The Information Minister insisted the opposition MPs had not been consistent with their reason for taking the French leave.
At a press conference after the State of the Nation Address on Thursday, the Minority listed a litany of reasons for which they decided to walk out on the President’s day of accountability.
Desperate times call for desperate measures – Minority justifies their SONA walk-out
The issues the Minority raised include the failure of the government to implement the reports of the Emile Short Commission on the Ayawaso West Wuogon by-election, the Electoral Commission’s decision to compile a new voter’s register as well as the closure of some radio stations.
But Mr Oppong Nkrumah poured cold water on the issues and insisted that the Minority MPs, including the lawyers among them, should have known better.
“The law does not back the idea that once a Commission of enquiry presents its report, simplicita A-Z, everything in it will be accepted and implemented. The law allows the government to express a certain view and even act on what it chooses or what it agrees with.

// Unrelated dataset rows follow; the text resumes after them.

//! LMS integration domain models.

use serde::{Deserialize, Serialize};

/// Remote entity kinds mirrored locally by incremental sync.
#[derive(Debug, Clone, Copy, PartialEq, Eq, Hash, Serialize, Deserialize)]
#[serde(rename_all = "snake_case")]
pub enum EntityKind {
    Course,
    Enrollment,
    Assignment,
    Submission,
}

impl EntityKind {
    pub const ALL: [EntityKind; 4] = [
        EntityKind::Course,
        EntityKind::Enrollment,
        EntityKind::Assignment,
        EntityKind::Submission,
    ];

    pub fn as_str(&self) -> &'static str {
        match self {
            Self::Course => "course",
            Self::Enrollment => "enrollment",
            Self::Assignment => "assignment",
            Self::Submission => "submission",
        }
    }

    pub fn plural(&self) -> &'static str {
        match self {
            Self::Course => "courses",
            Self::Enrollment => "enrollments",
            Self::Assignment => "assignments",
            Self::Submission => "submissions",
        }
    }

    /// Kind whose remote id scopes this kind's `parent_remote_id`.
    pub fn parent_kind(&self) -> Option<EntityKind> {
        match self {
            Self::Course => None,
            Self::Enrollment | Self::Assignment => Some(Self::Course),
            Self::Submission => Some(Self::Assignment),
        }
    }

    /// Body field that carries the parent's remote id in live-event payloads.
    pub fn parent_field(&self) -> Option<&'static str> {
        match self.parent_kind()? {
            Self::Course => Some("course_id"),
            Self::Assignment => Some("assignment_id"),
            _ => None,
        }
    }

    /// Map a live-event name such as `submission_updated` to its entity kind.
    pub fn from_event_name(name: &str) -> Option<Self> {
        let name = name.trim().to_ascii_lowercase();
        Self::ALL
            .into_iter()
            .find(|kind| name.starts_with(&format!("{}_", kind.as_str())))
    }
}

impl std::fmt::Display for EntityKind {
    fn fmt(&self, f: &mut std::fmt::Formatter<'_>) -> std::fmt::Result {
        f.write_str(self.as_str())
    }
}

/// OAuth tokens held for one local user.
#[derive(Debug, Clone, PartialEq, Eq, Serialize, Deserialize)]
#[serde(rename_all = "camelCase")]
pub struct OAuthTokenRecord {
    pub local_user_id: String,
    pub access_token: String,
    pub refresh_token: Option<String>,
    /// Absolute expiry of the access token (unix seconds).
    pub expires_at: i64,
}

impl OAuthTokenRecord {
    pub fn seconds_remaining(&self, now_epoch: i64) -> i64 {
        self.expires_at - now_epoch
    }

    /// True when the access token stays valid for more than `min_secs`.
    pub fn is_valid_for(&self, now_epoch: i64, min_secs: i64) -> bool {
        self.seconds_remaining(now_epoch) > min_secs
    }
}

/// Raw remote entity stored as an opaque payload, keyed by remote id.
#[derive(Debug, Clone, PartialEq, Serialize, Deserialize)]
#[serde(rename_all = "camelCase")]
pub struct RawEntityRecord {
    pub local_id: i64,
    pub kind: EntityKind,
    pub remote_id: String,
    pub parent_remote_id: Option<String>,
    pub payload: serde_json::Value,
    pub updated_at: String,
}

/// Watermark state for one sync scope.
#[derive(Debug, Clone, PartialEq, Serialize, Deserialize)]
#[serde(rename_all = "camelCase")]
pub struct SyncCursorRecord {
    pub scope: String,
    pub cursor: Option<String>,
    pub extra: serde_json::Map<String, serde_json::Value>,
    pub updated_at: String,
}

#[derive(Debug, Clone, PartialEq, Eq, Serialize, Deserialize)]
#[serde(rename_all = "camelCase")]
pub struct UpsertFailure {
    pub remote_id: Option<String>,
    pub message: String,
}

/// Outcome of one batch upsert. Failed items never abort the batch.
#[derive(Debug, Clone, Default, PartialEq, Eq, Serialize, Deserialize)]
#[serde(rename_all = "camelCase")]
pub struct UpsertSummary {
    pub created: usize,
    pub updated: usize,
    pub failed: Vec<UpsertFailure>,
}

impl UpsertSummary {
    /// Number of items written (created or updated).
    pub fn count(&self) -> usize {
        self.created + self.updated
    }

    pub fn record_failure(&mut self, remote_id: Option<String>, message: impl Into<String>) {
        self.failed.push(UpsertFailure {
            remote_id,
            message: message.into(),
        });
    }
}

/// Cursor scope for a user's top-level course list.
pub fn courses_scope(user_id: &str) -> String {
    format!("user:{}:courses", user_id)
}

/// Cursor scope for a child collection, e.g. `course:123:assignments`.
pub fn child_scope(kind: EntityKind, parent_remote_id: &str) -> String {
    let parent = kind
        .parent_kind()
        .map(|k| k.as_str())
        .unwrap_or("root");
    format!("{}:{}:{}", parent, parent_remote_id, kind.plural())
}

#[cfg(test)]
mod tests {
    use super::*;

    #[test]
    fn event_names_map_to_kinds() {
        assert_eq!(
            EntityKind::from_event_name("submission_created"),
            Some(EntityKind::Submission)
        );
        assert_eq!(
            EntityKind::from_event_name("Course_Updated"),
            Some(EntityKind::Course)
        );
        assert_eq!(EntityKind::from_event_name("grade_change"), None);
        assert_eq!(EntityKind::from_event_name("course"), None);
    }

    #[test]
    fn scopes_follow_parent_naming() {
        assert_eq!(
            child_scope(EntityKind::Assignment, "123"),
            "course:123:assignments"
        );
        assert_eq!(
            child_scope(EntityKind::Submission, "77"),
            "assignment:77:submissions"
        );
        assert_eq!(courses_scope("u-1"), "user:u-1:courses");
    }

    #[test]
    fn token_validity_uses_strict_margin() {
        let record = OAuthTokenRecord {
            local_user_id: "u".to_string(),
            access_token: "a".to_string(),
            refresh_token: None,
            expires_at: 1_000,
        };
        assert!(record.is_valid_for(900, 60));
        assert!(!record.is_valid_for(940, 60));
        assert!(!record.is_valid_for(1_200, 60));
    }

    #[test]
    fn kind_serializes_snake_case() {
        let json = serde_json::to_string(&EntityKind::Enrollment).unwrap();
        assert_eq!(json, "\"enrollment\"");
    }
}
//! Retry classification and backoff helpers for remote calls.

use serde::{Deserialize, Serialize};
use std::time::Duration;

/// Retry policy classification for API failures.
#[derive(Debug, Clone, Copy, PartialEq, Eq, Serialize, Deserialize)]
#[serde(rename_all = "snake_case")]
pub enum RetryClass {
    Retryable,
    Permanent,
    ReauthRequired,
}

/// Statuses the remote LMS uses for throttling and transient failure.
pub const RETRYABLE_STATUSES: [u16; 5] = [429, 500, 502, 503, 504];

/// Classify an HTTP status into retry behavior.
pub fn classify_http_status(status: u16) -> RetryClass {
    match status {
        401 | 403 => RetryClass::ReauthRequired,
        s if RETRYABLE_STATUSES.contains(&s) => RetryClass::Retryable,
        _ => RetryClass::Permanent,
    }
}

/// Delay before retry number `attempt` (1-based): `base * 2^(attempt-1)`.
pub fn backoff_delay(base: Duration, attempt: u32) -> Duration {
    let exp = attempt.saturating_sub(1).min(16);
    base.saturating_mul(1_u32 << exp)
}
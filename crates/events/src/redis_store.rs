//! Redis streams implementation of [`StreamStore`].

use async_trait::async_trait;
use redis::aio::ConnectionManager;
use redis::streams::{
    StreamClaimReply, StreamId, StreamMaxlen, StreamPendingCountReply, StreamReadOptions,
    StreamReadReply,
};
use redis::{AsyncCommands, RedisResult};
use std::collections::{BTreeMap, HashMap};
use std::time::Duration;

use super::models::{ClaimedEntry, StreamEntry};
use super::traits::StreamStore;
use super::{Error, Result};

#[derive(Clone)]
pub struct RedisStreamStore {
    conn: ConnectionManager,
}

fn millis(duration: Duration) -> usize {
    usize::try_from(duration.as_millis()).unwrap_or(usize::MAX)
}

fn to_entry(stream_id: StreamId) -> StreamEntry {
    let mut fields = BTreeMap::new();
    for (name, value) in stream_id.map {
        match redis::from_redis_value::<String>(&value) {
            Ok(value) => {
                fields.insert(name, value);
            }
            Err(e) => {
                log::warn!(
                    "[Stream] Dropping non-string field {} of {}: {}",
                    name,
                    stream_id.id,
                    e
                );
            }
        }
    }
    StreamEntry {
        id: stream_id.id,
        fields,
    }
}

impl RedisStreamStore {
    pub async fn connect(redis_url: &str) -> Result<Self> {
        let client = redis::Client::open(redis_url)
            .map_err(|e| Error::message(format!("invalid redis url: {e}")))?;
        let conn = client.get_connection_manager().await?;
        Ok(Self { conn })
    }

    pub fn from_connection(conn: ConnectionManager) -> Self {
        Self { conn }
    }
}

#[async_trait]
impl StreamStore for RedisStreamStore {
    async fn append(
        &self,
        stream: &str,
        fields: &BTreeMap<String, String>,
        max_len: usize,
    ) -> Result<String> {
        let items: Vec<(&str, &str)> = fields
            .iter()
            .map(|(name, value)| (name.as_str(), value.as_str()))
            .collect();
        let mut conn = self.conn.clone();
        let id: String = conn
            .xadd_maxlen(stream, StreamMaxlen::Approx(max_len), "*", &items)
            .await?;
        Ok(id)
    }

    async fn ensure_group(&self, stream: &str, group: &str) -> Result<()> {
        let mut conn = self.conn.clone();
        let created: RedisResult<()> = conn.xgroup_create_mkstream(stream, group, "0").await;
        match created {
            Ok(()) => {
                log::info!("[Stream] Created consumer group {} on {}", group, stream);
                Ok(())
            }
            Err(e) if e.code() == Some("BUSYGROUP") => Ok(()),
            Err(e) => Err(e.into()),
        }
    }

    async fn read_group(
        &self,
        stream: &str,
        group: &str,
        consumer: &str,
        count: usize,
        block: Duration,
    ) -> Result<Vec<StreamEntry>> {
        let options = StreamReadOptions::default()
            .group(group, consumer)
            .count(count)
            .block(millis(block));
        let mut conn = self.conn.clone();
        let reply: Option<StreamReadReply> =
            conn.xread_options(&[stream], &[">"], &options).await?;

        Ok(reply
            .map(|reply| {
                reply
                    .keys
                    .into_iter()
                    .flat_map(|key| key.ids.into_iter().map(to_entry))
                    .collect()
            })
            .unwrap_or_default())
    }

    async fn ack(&self, stream: &str, group: &str, ids: &[String]) -> Result<usize> {
        if ids.is_empty() {
            return Ok(0);
        }
        let mut conn = self.conn.clone();
        let acked: usize = conn.xack(stream, group, ids).await?;
        Ok(acked)
    }

    async fn claim_stale(
        &self,
        stream: &str,
        group: &str,
        consumer: &str,
        min_idle: Duration,
        count: usize,
    ) -> Result<Vec<ClaimedEntry>> {
        let mut conn = self.conn.clone();
        let pending: StreamPendingCountReply =
            conn.xpending_count(stream, group, "-", "+", count).await?;

        let min_idle_ms = millis(min_idle);
        let deliveries: HashMap<String, u64> = pending
            .ids
            .into_iter()
            .filter(|p| p.last_delivered_ms >= min_idle_ms)
            .map(|p| (p.id, p.times_delivered as u64))
            .collect();
        if deliveries.is_empty() {
            return Ok(Vec::new());
        }

        let ids: Vec<&str> = deliveries.keys().map(String::as_str).collect();
        let claimed: StreamClaimReply = conn
            .xclaim(stream, group, consumer, min_idle_ms, &ids)
            .await?;

        let mut entries: Vec<ClaimedEntry> = claimed
            .ids
            .into_iter()
            .map(|stream_id| {
                // XCLAIM counts as one more delivery.
                let previous = deliveries.get(&stream_id.id).copied().unwrap_or(0);
                ClaimedEntry {
                    entry: to_entry(stream_id),
                    deliveries: previous + 1,
                }
            })
            .collect();
        entries.sort_by(|a, b| a.entry.id.cmp(&b.entry.id));
        Ok(entries)
    }
}
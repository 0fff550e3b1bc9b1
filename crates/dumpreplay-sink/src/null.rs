//! Discarding sink.
//!
//! Acknowledges every record without storing it, keeping only a running
//! count. This is the dry-run destination: the pipeline's memory stays
//! bounded by the channel capacity no matter how large the archive is.

use async_trait::async_trait;
use std::sync::atomic::{AtomicU64, Ordering};

use dumpreplay_core::{Record, RecordSink, SinkError};

#[derive(Default)]
pub struct NullSink {
    applied: AtomicU64,
}

impl NullSink {
    pub fn new() -> Self {
        Self::default()
    }

    /// Number of records acknowledged so far.
    pub fn applied(&self) -> u64 {
        self.applied.load(Ordering::Relaxed)
    }
}

#[async_trait]
impl RecordSink for NullSink {
    async fn apply(&self, _record: &Record) -> Result<(), SinkError> {
        self.applied.fetch_add(1, Ordering::Relaxed);
        Ok(())
    }

    fn name(&self) -> &str {
        "null"
    }
}
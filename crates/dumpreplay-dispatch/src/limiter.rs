//! Token bucket admission control.
//!
//! Tokens accrue at `sustained_rate` tokens/second up to `burst_size`, as a
//! fractional amount over a monotonic clock rather than in discrete ticks,
//! so long runs do not accumulate the drift of fixed-interval throttles.
//! The bucket starts full: a fresh run may burst immediately.

use std::time::Duration;

use tokio::time::Instant;

use dumpreplay_core::RatePolicy;

/// Single-owner token bucket.
///
/// The dispatcher owns its bucket exclusively, so state lives behind
/// `&mut self` with no lock. Uses `tokio::time::Instant` so paced waits stay
/// coherent with the runtime clock (including the paused test clock).
pub struct TokenBucket {
    capacity: f64,
    refill_rate: f64,
    tokens: f64,
    last_refill: Instant,
}

impl TokenBucket {
    pub fn new(policy: &RatePolicy) -> Self {
        Self {
            capacity: f64::from(policy.burst_size),
            refill_rate: policy.sustained_rate,
            tokens: f64::from(policy.burst_size),
            last_refill: Instant::now(),
        }
    }

    /// Try to consume one token.
    ///
    /// Returns `true` if a token was available and consumed, `false` if the
    /// caller should wait [`wait_time`](Self::wait_time) and retry.
    pub fn try_acquire(&mut self) -> bool {
        self.refill();
        if self.tokens >= 1.0 {
            self.tokens -= 1.0;
            true
        } else {
            false
        }
    }

    /// Estimated wait until one token is available, given current state.
    ///
    /// Saturates at `Duration::MAX` when the deficit divided by a tiny
    /// refill rate exceeds `Duration`'s range.
    pub fn wait_time(&self) -> Duration {
        let deficit = 1.0 - self.tokens;
        if deficit <= 0.0 {
            Duration::ZERO
        } else {
            Duration::try_from_secs_f64(deficit / self.refill_rate).unwrap_or(Duration::MAX)
        }
    }

    /// Currently available tokens.
    pub fn available(&mut self) -> f64 {
        self.refill();
        self.tokens
    }

    fn refill(&mut self) {
        let now = Instant::now();
        let elapsed = now.duration_since(self.last_refill).as_secs_f64();
        self.tokens = (self.tokens + elapsed * self.refill_rate).min(self.capacity);
        self.last_refill = now;
    }
}
//! `ReplayEngine` — decoder task plus the rate-governed dispatch loop.

use std::io::Read;
use std::sync::{Arc, Mutex};

use tokio::sync::mpsc;
use tokio_util::sync::CancellationToken;
use tracing::{debug, error, info, warn};

use dumpreplay_core::{
    ArchiveError, RatePolicy, Record, RecordSink, ReplayError, ReplayOutcome, ReplayReport,
};
use dumpreplay_decoder::ArchiveReader;

use crate::config::ReplayConfig;
use crate::limiter::TokenBucket;

/// Live counters for a run, queryable while it is in progress.
#[derive(Debug, Clone, Default)]
pub struct ReplayMetrics {
    pub records_decoded: u64,
    pub markers_skipped: u64,
    pub decode_errors: u64,
    pub records_applied: u64,
}

/// The top-level replay engine.
///
/// Owns the run configuration, a shared sink handle, and the metrics
/// snapshot. One call to [`run`](Self::run) performs one complete decode
/// pass over the archive.
pub struct ReplayEngine {
    config: ReplayConfig,
    sink: Arc<dyn RecordSink>,
    metrics: Arc<Mutex<ReplayMetrics>>,
}

impl ReplayEngine {
    pub fn new(config: ReplayConfig, sink: Arc<dyn RecordSink>) -> Self {
        Self {
            config,
            sink,
            metrics: Arc::new(Mutex::new(ReplayMetrics::default())),
        }
    }

    /// Snapshot of the current metrics.
    pub fn metrics(&self) -> ReplayMetrics {
        self.metrics.lock().unwrap().clone()
    }

    /// Replay the configured archive into the sink.
    ///
    /// Spawns the decoder on a blocking task feeding a bounded channel, runs
    /// the dispatch loop on the consumer side, and joins the decoder before
    /// returning. `cancel` stops both sides within one suspension point; an
    /// in-flight sink call is allowed to complete.
    pub async fn run(&self, cancel: CancellationToken) -> Result<ReplayReport, ReplayError> {
        let policy = self.config.policy()?;
        let reader = ArchiveReader::open(&self.config.source_path)?;
        info!(
            source = %self.config.source_path.display(),
            rate = policy.sustained_rate,
            burst = policy.burst_size,
            sink = self.sink.name(),
            "starting replay"
        );

        let (tx, rx) = mpsc::channel(self.config.buffer_capacity);

        let producer_cancel = cancel.clone();
        let producer_metrics = Arc::clone(&self.metrics);
        let producer = tokio::task::spawn_blocking(move || {
            read_archive(reader, tx, producer_cancel, producer_metrics);
        });

        let result = dispatch(
            rx,
            policy,
            Arc::clone(&self.sink),
            cancel,
            Arc::clone(&self.metrics),
        )
        .await;

        // The dispatch side has returned (and on early exit dropped its
        // receiver), so the decoder unblocks and stops promptly.
        let _ = producer.await;

        match result {
            Ok(mut report) => {
                let m = self.metrics.lock().unwrap();
                report.records_decoded = m.records_decoded;
                report.markers_skipped = m.markers_skipped;
                report.decode_errors = m.decode_errors;
                drop(m);
                info!(
                    applied = report.records_applied,
                    decoded = report.records_decoded,
                    outcome = %report.outcome,
                    "replay finished"
                );
                Ok(report)
            }
            Err(err) => {
                let applied = self.metrics.lock().unwrap().records_applied;
                error!(applied, error = %err, "replay aborted");
                Err(err)
            }
        }
    }
}

/// Decoder side of the pipeline. Runs on a blocking task; `blocking_send`
/// on the bounded channel is the backpressure point. A fatal decode error
/// travels through the channel so the dispatch side surfaces it.
fn read_archive<R: Read>(
    mut reader: ArchiveReader<R>,
    tx: mpsc::Sender<Result<Record, ArchiveError>>,
    cancel: CancellationToken,
    metrics: Arc<Mutex<ReplayMetrics>>,
) {
    loop {
        if cancel.is_cancelled() {
            debug!("decoder observed cancellation");
            break;
        }
        match reader.next_record() {
            Ok(Some(record)) => {
                // A closed channel means the dispatcher is gone; stop reading.
                if tx.blocking_send(Ok(record)).is_err() {
                    break;
                }
            }
            Ok(None) => break,
            Err(err) => {
                let _ = tx.blocking_send(Err(err));
                break;
            }
        }
        flush_stats(&reader, &metrics);
    }
    flush_stats(&reader, &metrics);
    // Dropping the reader here releases the archive handle on every path.
}

fn flush_stats<R: std::io::Read>(reader: &ArchiveReader<R>, metrics: &Mutex<ReplayMetrics>) {
    let stats = reader.stats();
    let mut m = metrics.lock().unwrap();
    m.records_decoded = stats.records_decoded;
    m.markers_skipped = stats.markers_skipped;
    m.decode_errors = stats.decode_errors;
}

/// The rate-governed dispatch loop.
///
/// Pulls records off the channel in arrival order, charges one token per
/// record (cooperatively sleeping until one accrues), and forwards each to
/// the sink — one in-flight call at a time. The first sink failure aborts
/// the run; cancellation is observed at every channel- and token-wait.
pub async fn dispatch(
    mut rx: mpsc::Receiver<Result<Record, ArchiveError>>,
    policy: RatePolicy,
    sink: Arc<dyn RecordSink>,
    cancel: CancellationToken,
    metrics: Arc<Mutex<ReplayMetrics>>,
) -> Result<ReplayReport, ReplayError> {
    let mut bucket = TokenBucket::new(&policy);
    let mut applied: u64 = 0;

    let outcome = 'run: loop {
        // Biased so a pending cancellation always wins over more input.
        let next = tokio::select! {
            biased;
            _ = cancel.cancelled() => break 'run ReplayOutcome::Cancelled,
            next = rx.recv() => next,
        };

        let record = match next {
            Some(Ok(record)) => record,
            Some(Err(err)) => return Err(err.into()),
            None => break 'run ReplayOutcome::Completed,
        };

        while !bucket.try_acquire() {
            let wait = bucket.wait_time();
            tokio::select! {
                biased;
                _ = cancel.cancelled() => break 'run ReplayOutcome::Cancelled,
                _ = tokio::time::sleep(wait) => {}
            }
        }

        if let Err(source) = sink.apply(&record).await {
            warn!(
                sink = sink.name(),
                index = applied + 1,
                error = %source,
                "sink rejected record"
            );
            return Err(ReplayError::Sink {
                index: applied + 1,
                source,
            });
        }

        applied += 1;
        metrics.lock().unwrap().records_applied = applied;
        debug!(applied, bytes = record.encoded_len(), "record applied");
    };

    let m = metrics.lock().unwrap();
    Ok(ReplayReport {
        records_applied: applied,
        records_decoded: m.records_decoded,
        markers_skipped: m.markers_skipped,
        decode_errors: m.decode_errors,
        outcome,
    })
}
//! JSON-lines sink.
//!
//! Appends each applied document as one line of relaxed Extended JSON. Gives
//! the CLI a concrete, inspectable destination without a live document store.

use async_trait::async_trait;
use std::fs::File;
use std::io::{BufWriter, Write};
use std::path::Path;
use std::sync::Mutex;
use tracing::debug;

use dumpreplay_core::{Record, RecordSink, SinkError};

pub struct JsonLinesSink {
    writer: Mutex<BufWriter<File>>,
}

impl JsonLinesSink {
    /// Create (truncating) the output file.
    pub fn create(path: impl AsRef<Path>) -> Result<Self, SinkError> {
        let file = File::create(path.as_ref())?;
        debug!(path = %path.as_ref().display(), "json-lines sink open");
        Ok(Self {
            writer: Mutex::new(BufWriter::new(file)),
        })
    }
}

#[async_trait]
impl RecordSink for JsonLinesSink {
    async fn apply(&self, record: &Record) -> Result<(), SinkError> {
        let value = bson::Bson::Document(record.document().clone()).into_relaxed_extjson();
        let line = serde_json::to_string(&value)
            .map_err(|e| SinkError::Other(format!("extended JSON encode: {e}")))?;

        let mut writer = self.writer.lock().unwrap();
        writeln!(writer, "{line}")?;
        // Flushed per record so the output is tailable mid-run.
        writer.flush()?;
        Ok(())
    }

    fn name(&self) -> &str {
        "json-lines"
    }
}

#[cfg(test)]
mod tests {
    use super::*;
    use bson::doc;
    use bytes::Bytes;

    #[tokio::test]
    async fn writes_one_json_line_per_record() {
        let dir = tempfile::tempdir().unwrap();
        let path = dir.path().join("out.jsonl");
        let sink = JsonLinesSink::create(&path).unwrap();

        for i in 0..3_i32 {
            let doc = doc! { "i": i, "tag": "x" };
            let mut raw = Vec::new();
            doc.to_writer(&mut raw).unwrap();
            sink.apply(&Record::new(Bytes::from(raw), doc)).await.unwrap();
        }

        let contents = std::fs::read_to_string(&path).unwrap();
        let lines: Vec<_> = contents.lines().collect();
        assert_eq!(lines.len(), 3);
        for (i, line) in lines.iter().enumerate() {
            let value: serde_json::Value = serde_json::from_str(line).unwrap();
            assert_eq!(value["i"], i as i64);
            assert_eq!(value["tag"], "x");
        }
    }
}
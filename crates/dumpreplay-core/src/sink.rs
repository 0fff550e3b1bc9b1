//! The `RecordSink` trait — boundary contract for record destinations.

use async_trait::async_trait;

use crate::error::SinkError;
use crate::record::Record;

/// A destination that applies archive records as insert operations.
///
/// The dispatcher calls `apply` once per admitted record, in archive order,
/// never concurrently, and treats the first failure as fatal to the run.
/// Retry, pooling, and connection semantics belong to implementations, not
/// to this contract.
///
/// # Thread Safety
/// Implementations must be `Send + Sync` so a sink handle can be shared with
/// the Tokio task running the dispatch loop.
#[async_trait]
pub trait RecordSink: Send + Sync {
    /// Apply one record. Blocking (from the dispatcher's perspective) until
    /// the result is known.
    async fn apply(&self, record: &Record) -> Result<(), SinkError>;

    /// Short human-readable name, used in log lines.
    fn name(&self) -> &str {
        "sink"
    }
}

“They[NDC] have had the opportunity to be in government. The law didn’t change then and it hasn’t changed now. It is still the same today.
He described as absurd the Minority’s claim that the President shut down radio stations and maintained that due process was followed with the owners of the stations going to court to challenge the decision.
Mr Oppong-Nkrumah said the court agreed with NCA “by failing to renew your license, you have relinquished it.”
He said the Article 67 obligation of the President was not part of the core Parliamentary business, but rather a constitutional obligation that shouldn’t have been treated with disdain.
But Mr John Jinapor, the Member of Parliament for Yapei/Kusawgu, disagreed.
He drew Mr Oppong-Nkrumah’s attention to a similar incident in 2013 when the NPP decided to walk out of the chamber before President John Dramani Mahama took his seat in the house.